Michael Cohen, President Donald Trump’s personal lawyer, said in a court filing on Wednesday that he would plead the Fifth Amendment right against self-incrimination in the lawsuit brought by porn star Stormy Daniels. 

Michael Cohen Invokes Fifth Amendment

This marks a major turn in the case involving Daniels, whom Cohen — Trump’s longtime friend and fixer — paid $130,000 before the 2016 election to force her silence on an extramarital affair the former Apprentice star had with her in 2006. The case is being heard in Manhattan.

Daniels’ attorney Michael Avenatti said on Twitter that Cohen’s decision is a “stunning development.”

Avenatti also said earlier this week that he believes Trump would not be able to finish his term as president, and also that he thinks Cohen will eventually turn on his client. Daniels’ lawyer told CNN that he is confident Cohen’s latest decision will greatly benefit his side. The latter prediction is one that several reporters and legal experts have wondered about, with some going as far to say that Cohen could not only cooperate with federal prosecutors, but also wear a wire.

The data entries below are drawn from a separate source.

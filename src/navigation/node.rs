use crate::navigation::SearchContext;
use crate::render::{PageRenderer, RenderedPage};
use crate::RenderError;

/// One rendered page visited during a navigation search
///
/// Built once per distinct URL and never mutated afterwards. Each node owns
/// its trace outright, so sibling branches never share path history.
#[derive(Debug, Clone, PartialEq, Eq)]
pub struct CrawlNode {
    requested_url: String,
    rendered_url: String,
    level: u32,
    trace: Vec<String>,
    children: Vec<String>,
    is_hit: bool,
}

impl CrawlNode {
    /// Renders `url` and materializes the node
    ///
    /// A render of `url` already remembered by the context is reused.
    pub async fn visit(
        renderer: &dyn PageRenderer,
        url: &str,
        level: u32,
        parent_trace: &[String],
        ctx: &mut SearchContext,
    ) -> Self {
        let render = match ctx.take_render(url) {
            Some(render) => render,
            None => {
                let render = renderer.render(url).await;
                ctx.stats.record_render(render.is_ok());
                render
            }
        };
        Self::from_render(url, level, parent_trace, render, ctx)
    }

    /// Materializes a node from the outcome of rendering `url`
    ///
    /// Children are filtered against the context's registry and then
    /// registered there, so no other node can claim them. A failed render
    /// yields a node with no children, no hit, and `url` as its rendered URL.
    ///
    /// The render itself is not counted here; callers count the renders they make.
    pub fn from_render(
        url: &str,
        level: u32,
        parent_trace: &[String],
        render: Result<RenderedPage, RenderError>,
        ctx: &mut SearchContext,
    ) -> Self {
        let mut trace = parent_trace.to_vec();
        trace.push(url.to_string());

        let (rendered_url, children, is_hit) = match render {
            Ok(page) => {
                let children = ctx.claim_children(&page.links);
                let is_hit = ctx.targets.contains(url) || ctx.targets.contains(&page.final_url);
                (page.final_url, children, is_hit)
            }
            Err(e) => {
                tracing::warn!("Render failed for {}: {}", url, e);
                (url.to_string(), Vec::new(), false)
            }
        };

        ctx.stats.nodes_built += 1;

        tracing::debug!(
            "Built node {} (level {}, {} children, hit: {})",
            url,
            level,
            children.len(),
            is_hit
        );

        Self {
            requested_url: url.to_string(),
            rendered_url,
            level,
            trace,
            children,
            is_hit,
        }
    }

    pub fn requested_url(&self) -> &str {
        &self.requested_url
    }

    pub fn rendered_url(&self) -> &str {
        &self.rendered_url
    }

    pub fn level(&self) -> u32 {
        self.level
    }

    /// Path from the root to this node, inclusive
    pub fn trace(&self) -> &[String] {
        &self.trace
    }

    pub fn children(&self) -> &[String] {
        &self.children
    }

    pub fn is_hit(&self) -> bool {
        self.is_hit
    }
}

It was also recently revealed that Cohen enlisted Fox News host Sean Hannity as a client. Hannity said he only sought legal advice from Cohen and never hired him as a lawyer or paid him.

The Fifth Amendment is usually invoked when someone does not wish to risk incriminating themselves in court. It also states the right to due process, among other things.

The Constitution states: “No person shall be held to answer for a capital, or otherwise infamous crime, unless on a presentment or indictment of a Grand Jury, except in cases arising in the land or naval forces, or in the Militia, when in actual service in time of War or public danger; nor shall any person be subject for the same offence to be twice put in jeopardy of life or limb; nor shall be compelled in any criminal case to be a witness against himself, nor be deprived of life, liberty, or property, without due process of law; nor shall private property be taken for public use, without just compensation.”

S. James Otero, the judge in the Los Angeles case, is in the process of assessing whether there is any overlap between the recent FBI raids of Cohen’s office, home and hotel room in New York, and the civil case pertaining to Daniels. The porn star is hoping to void a non-disclosure agreement she and Trump signed about their affair, a deal she says is invalid because the real estate mogul never actually signed it.

Trump has repeatedly denied the affair and knowledge of where the money paid to Daniels came from. On Tuesday, he dismissed a reporter’s question about whether he would pardon Cohen as “stupid.”

According to CNN, Cohen and his lawyer Brent Blakely are attempting to move the Daniels civil case to private arbitration.